Leanne Grieves holding an owlLeanne Grieves is following Albert Einstein’s advice.

“If you can’t explain it simply, you don’t understand it well enough,” said the Nobel Prize-winning theoretical physicist. Leanne's been doing exactly that since the start of 2021.

Last month, Leanne wrote about her research as a behavioral ecologist in a 600-word article published in The Conversation Canada. She then gave a 10-minute talk on how birds smell and how smell influences their behavior. Leanne's talk was part of the inaugural Appetizers for the Mind webinar presented by the McCall MacBain Postdoctoral Fellows Teaching and Leadership Program.

Leanne is among the 13 postdoctoral fellows enrolled in the made-at-McMaster program funded by the McCall MacBain Foundation. Now in its second year, the training program develops leadership and communication skills in the next generation of high-performing teachers, researchers and academic leaders.

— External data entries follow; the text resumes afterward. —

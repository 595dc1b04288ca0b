use std::time::{Duration, Instant};

use derive_more::Display;
use tracing::{debug, info, warn};

use crate::connection::{BackoffClock, Capability, JitterSource, ThreadRngJitter};
use crate::ext::DurationExt;
use crate::tree::{StoreEvent, TreeEngine, TreeObserver};

const MIN_COUNTDOWN_REARM: Duration = Duration::from_millis(100);
/// Milliseconds of countdown re-arm delay per remaining second.
const COUNTDOWN_REARM_FACTOR: u32 = 9;

/// Receiver of the decoded event stream.
pub trait EventSink {
    /// Drops everything received over previous connections.
    fn reset(&mut self);
    fn apply(&mut self, event: &StoreEvent);
}

impl<O: TreeObserver> EventSink for TreeEngine<O> {
    fn reset(&mut self) {
        TreeEngine::reset(self);
    }

    fn apply(&mut self, event: &StoreEvent) {
        TreeEngine::apply(self, event);
    }
}

#[derive(Debug, Clone, Copy, PartialEq, Eq, Display)]
pub enum ConnectionState {
    #[display("connecting")]
    Connecting,
    #[display("open")]
    Open,
    #[display("closed")]
    Closed,
    #[display("error")]
    Error,
    #[display("waiting")]
    WaitingToRetry,
    #[display("unsupported")]
    Unsupported,
    #[display("stopped")]
    Stopped,
}

/// What the driver has to do next.
#[derive(Debug, Clone, Copy, PartialEq, Eq)]
pub enum Action {
    /// Open a new push channel, dropping any pending countdown timer.
    Connect,
    /// Re-evaluate the countdown after this delay.
    Wait(Duration),
    /// Nothing is scheduled.
    Idle,
}

/// Snapshot of everything the status line shows.
#[derive(Debug, Clone, PartialEq, Eq)]
pub struct StatusLine {
    pub state: ConnectionState,
    pub text: String,
    pub retry_message: Option<String>,
    pub were_back: bool,
}

/// Connection lifecycle state machine.
///
/// It performs no IO: the driver reports what the channel did together with
/// the current instant, and gets back the [`Action`] to perform.
pub struct ConnectionManager<J: JitterSource = ThreadRngJitter> {
    state: ConnectionState,
    capability: Capability,
    backoff: BackoffClock<J>,
    deadline: Option<Instant>,
    status: String,
    retry_message: Option<String>,
    were_back_for: Duration,
    were_back_until: Option<Instant>,
}

impl<J: JitterSource> ConnectionManager<J> {
    pub fn new(capability: Capability, backoff: BackoffClock<J>, were_back_for: Duration) -> Self {
        Self {
            state: ConnectionState::Connecting,
            capability,
            backoff,
            deadline: None,
            status: "loading".to_string(),
            retry_message: None,
            were_back_for,
            were_back_until: None,
        }
    }

    pub fn state(&self) -> ConnectionState {
        self.state
    }

    pub fn start(&mut self) -> Action {
        if let Capability::Unsupported { reason } = &self.capability {
            warn!("Not connecting: {}", reason);
            self.status = reason.clone();
            self.state = ConnectionState::Unsupported;
            return Action::Idle;
        }
        self.connect()
    }

    pub fn stop(&mut self) -> Action {
        info!("Stopping connection manager in state {}", self.state);
        self.state = ConnectionState::Stopped;
        self.deadline = None;
        self.retry_message = None;
        Action::Idle
    }

    pub fn on_open(&mut self, now: Instant, sink: &mut impl EventSink) {
        if self.state != ConnectionState::Connecting {
            debug!("Ignoring open notification in state {}", self.state);
            return;
        }
        if self.backoff.has_failed() {
            info!("Connection re-established");
            self.were_back_until = Some(now + self.were_back_for);
        } else {
            info!("Connection established");
        }
        self.backoff.reset();
        self.state = ConnectionState::Open;
        self.status = "open".to_string();
        sink.reset();
    }

    pub fn on_message(&mut self, payload: &str, sink: &mut impl EventSink) {
        if self.state != ConnectionState::Open {
            debug!("Dropping message received in state {}", self.state);
            return;
        }
        match StoreEvent::try_from(payload) {
            Ok(event) => sink.apply(&event),
            Err(err) => debug!("Dropping malformed message {:?}: {}", payload, err),
        }
    }

    pub fn on_closed(&mut self, now: Instant) -> Action {
        if !self.is_live() {
            return Action::Idle;
        }
        info!("Connection closed");
        self.state = ConnectionState::Closed;
        self.status = "closed".to_string();
        self.retry(now)
    }

    pub fn on_error(&mut self, now: Instant, reason: &str) -> Action {
        if !self.is_live() {
            return Action::Idle;
        }
        warn!("Connection failed: {}", reason);
        self.state = ConnectionState::Error;
        self.status = format!("error {reason}");
        self.retry(now)
    }

    /// Re-evaluates the countdown; connects once the deadline has passed.
    pub fn countdown(&mut self, now: Instant) -> Action {
        if self.state != ConnectionState::WaitingToRetry {
            return Action::Idle;
        }
        match self.deadline {
            Some(deadline) if now <= deadline => {
                let remaining = deadline - now;
                self.retry_message = Some(format!("retrying in {}", remaining.to_human_interval()));
                let rearm = rearm_delay(remaining);
                debug!("Next countdown check in {:?}", rearm);
                Action::Wait(rearm)
            }
            _ => self.connect(),
        }
    }

    /// Skips the rest of the countdown.
    pub fn retry_now(&mut self, now: Instant) -> Action {
        if self.state != ConnectionState::WaitingToRetry {
            debug!("Ignoring manual retry in state {}", self.state);
            return Action::Idle;
        }
        info!("Manual retry requested");
        self.deadline = None;
        self.countdown(now)
    }

    /// Instant at which the status line changes without any input.
    pub fn next_status_change(&self, now: Instant) -> Option<Instant> {
        self.were_back_until.filter(|until| *until > now)
    }

    pub fn status(&self, now: Instant) -> StatusLine {
        StatusLine {
            state: self.state,
            text: self.status.clone(),
            retry_message: self.retry_message.clone(),
            were_back: self.were_back_until.is_some_and(|until| now < until),
        }
    }

    fn is_live(&self) -> bool {
        matches!(
            self.state,
            ConnectionState::Connecting | ConnectionState::Open
        )
    }

    fn connect(&mut self) -> Action {
        self.state = ConnectionState::Connecting;
        self.deadline = None;
        self.retry_message = None;
        self.status = "connecting".to_string();
        Action::Connect
    }

    fn retry(&mut self, now: Instant) -> Action {
        self.were_back_until = None;
        let delay = self.backoff.fail();
        info!(
            "Retrying in {} (next interval {})",
            delay.to_human_interval(),
            self.backoff.interval().to_human_interval()
        );
        self.deadline = Some(now.checked_add(delay).unwrap_or_else(|| {
            warn!("Retry delay {:?} is out of range, retrying now", delay);
            now
        }));
        self.state = ConnectionState::WaitingToRetry;
        self.countdown(now)
    }
}

/// Delay before the countdown is looked at again: long while far from the
/// deadline, never below [`MIN_COUNTDOWN_REARM`].
pub fn rearm_delay(remaining: Duration) -> Duration {
    (remaining.saturating_mul(COUNTDOWN_REARM_FACTOR) / 1000).max(MIN_COUNTDOWN_REARM)
}
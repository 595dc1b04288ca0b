use std::io::{self, Write};
use std::pin::pin;
use std::time::{Duration, Instant};

use futures::{FutureExt, StreamExt, select_biased};
use futures_channel::mpsc::UnboundedReceiver;
use snafu::prelude::*;
use tracing::{debug, info};

use crate::connection::{
    Action, ChannelEvent, ConnectionManager, ConnectionState, Endpoint, JitterSource, PushChannel,
    ThreadRngJitter,
};
use crate::ext::ErrorChainExt;
use crate::session::Control;
use crate::tree::TreeEngine;
use crate::view::{Frame, Header, Palette, Screen, ScreenError, TreeView};

/// Minimum time between two frames while events stream in.
const FRAME_INTERVAL: Duration = Duration::from_millis(50);
pub const DEFAULT_CONNECT_TIMEOUT: Duration = Duration::from_secs(10);

enum Step {
    Channel(ChannelEvent),
    Tick,
    Control(Option<Control>),
}

/// Drives one viewer: performs the actions the [`ConnectionManager`] asks
/// for, feeds it channel events, timers and user controls, and redraws the
/// screen.
///
/// Everything runs on the current task; at most one channel and one
/// countdown timer are alive at any time.
pub struct Session<J: JitterSource = ThreadRngJitter, W: Write = io::Stdout> {
    endpoint: Endpoint,
    header: Header,
    palette: Palette,
    manager: ConnectionManager<J>,
    tree: TreeEngine<TreeView>,
    screen: Screen<W>,
    controls: UnboundedReceiver<Control>,
    connect_timeout: Duration,
    last_draw: Option<Instant>,
    pending_draw: Option<Instant>,
}
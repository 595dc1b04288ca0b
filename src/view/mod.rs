//! Terminal projection of the tree and the connection status.

mod frame;
mod palette;
mod screen;
mod tree_view;

pub use frame::{Frame, Header};
pub use palette::Palette;
pub use screen::{Screen, ScreenError};
pub use tree_view::{DEFAULT_HIGHLIGHT, HighlightKind, TreeView};
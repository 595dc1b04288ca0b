use std::time::Duration;

const SECONDS_LIMIT: f64 = 120.0;
const MINUTES_LIMIT: f64 = 7200.0;

pub trait DurationExt {
    /// Short human-readable form: whole seconds (rounded up) under two
    /// minutes, rounded minutes under two hours, rounded hours above.
    fn to_human_interval(&self) -> String;
}

impl DurationExt for Duration {
    fn to_human_interval(&self) -> String {
        let seconds = self.as_secs_f64();
        if seconds < SECONDS_LIMIT {
            format!("{}s", seconds.ceil())
        } else if seconds < MINUTES_LIMIT {
            format!("{}m", (seconds / 60.0).round())
        } else {
            format!("{}h", (seconds / 3600.0).round())
        }
    }
}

Submitting an op-ed is one of the program’s key deliverables and Leanne is among the nine postdoctoral fellows who’ve been published in The Conversation Canada.

While she’s presented at many scientific conferences, Leanne says talking with a general audience has been a new and positive experience.

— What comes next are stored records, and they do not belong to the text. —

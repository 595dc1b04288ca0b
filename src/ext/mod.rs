mod duration_ext;
mod error_ext;

pub use duration_ext::DurationExt;
pub use error_ext::ErrorChainExt;
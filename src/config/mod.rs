mod viewer_config;

pub use viewer_config::{ConfigError, ViewerConfig};
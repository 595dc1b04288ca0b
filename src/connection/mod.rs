//! Lifecycle of the push connection to the store's event stream: reconnect
//! backoff, the retry countdown and the WebSocket transport itself.

mod backoff;
mod connection_manager;
mod transport;

pub use backoff::{BackoffClock, JitterSource, MAX_INTERVAL, ThreadRngJitter, next_interval};
pub use connection_manager::{
    Action, ConnectionManager, ConnectionState, EventSink, StatusLine, rearm_delay,
};
pub use transport::{Capability, ChannelEvent, Endpoint, EndpointError, PushChannel, TransportError};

“Telling a good story is important,” says Leanne. “There' so much information available these days. Sharing our research in a straightforward and interesting way can make the difference between someone clicking on a link to learn more or scrolling to something else.”

Leanne sent her Conversation Canada story to family and friends. “I like having a short, fun summary of my research project that I can share since they never want to read my formal research papers.”

Leanne’s research drew the attention of Col. Chris Hatfield, the first Canadian astronaut to walk in space and command the International Space Station. “Well, it’s not every day a famous astronaut RTs your work,” Leanne wrote in a reply to Col. Hatfield’s tweet.

While writing scientific manuscripts is her immediate priority, Leanne says she feels inspired to seek out more opportunities to write and speak with general audiences. “It’s a lot of fun and I appreciate the chance to share my research with others. And given that scientists often receive taxpayer funding, we have a responsibility to give back to our communities by sharing our work with a broad audience.”

Leanne’s advice to other researchers looking to connect with a general audience with an article in The Conversation Canada? “Start with a catchy hook, let the audience know what they're going to learn, tell them about your research simply and briefly, bring your story full circle and then to a close.”